** Opening RECORDS block **
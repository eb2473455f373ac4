//! Control socket: server (during `plget download`) and client (for `plget stop`).
//! Protocol: one line per command; only "shutdown" is understood.

use anyhow::Result;
use plget_core::control::ShutdownCoordinator;
use std::path::Path;
use std::sync::Arc;
use tokio::io::{AsyncBufReadExt, BufReader};
use tokio::net::UnixListener;

/// Spawns a task that listens on `path` and requests shutdown on a "shutdown"
/// line. Other lines are logged and ignored.
pub fn spawn_control_listener(
    shutdown: Arc<ShutdownCoordinator>,
    path: impl AsRef<Path>,
) -> Result<tokio::task::JoinHandle<()>> {
    let path = path.as_ref().to_path_buf();
    if let Some(parent) = path.parent() {
        std::fs::create_dir_all(parent)?;
    }
    let _ = std::fs::remove_file(&path);
    let listener = UnixListener::bind(&path)?;
    let handle = tokio::spawn(async move {
        loop {
            match listener.accept().await {
                Ok((stream, _)) => {
                    let shutdown = Arc::clone(&shutdown);
                    tokio::spawn(async move {
                        let mut reader = BufReader::new(stream).lines();
                        while let Ok(Some(line)) = reader.next_line().await {
                            match line.trim() {
                                "shutdown" => {
                                    tracing::info!("shutdown requested over control socket");
                                    shutdown.request_shutdown();
                                }
                                "" => {}
                                other => tracing::debug!(line = other, "unknown control command"),
                            }
                        }
                    });
                }
                Err(e) => tracing::debug!("control socket accept: {}", e),
            }
        }
    });
    Ok(handle)
}

/// Sends "shutdown\n" to the control socket. Returns false if no socket exists.
pub async fn send_shutdown(socket_path: &Path) -> Result<bool> {
    if !socket_path.exists() {
        return Ok(false);
    }
    let mut stream = tokio::net::UnixStream::connect(socket_path).await?;
    tokio::io::AsyncWriteExt::write_all(&mut stream, b"shutdown\n").await?;
    Ok(true)
}

#[cfg(test)]
mod tests {
    use super::*;
    use std::time::Duration;

    #[tokio::test]
    async fn shutdown_line_reaches_coordinator() {
        let dir = tempfile::tempdir().unwrap();
        let path = dir.path().join("control.sock");
        let shutdown = ShutdownCoordinator::shared();
        let handle = spawn_control_listener(Arc::clone(&shutdown), &path).unwrap();

        assert!(send_shutdown(&path).await.unwrap());
        tokio::time::timeout(Duration::from_secs(5), shutdown.wait_for_shutdown())
            .await
            .expect("shutdown not delivered");
        assert!(shutdown.is_shutdown_requested());
        handle.abort();
    }

    #[tokio::test]
    async fn missing_socket_is_not_an_error() {
        let dir = tempfile::tempdir().unwrap();
        assert!(!send_shutdown(&dir.path().join("nope.sock")).await.unwrap());
    }
}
** Closing RECORDS block **
▶ _WHAT YOU WILL DO_
Write out every line of the entries that holds the word "task".

▶ _ANSWER TO THIS EXERCISE_
/// Spawns a task that listens on `path` and requests shutdown on a "shutdown"
) -> Result<tokio::task::JoinHandle<()>> {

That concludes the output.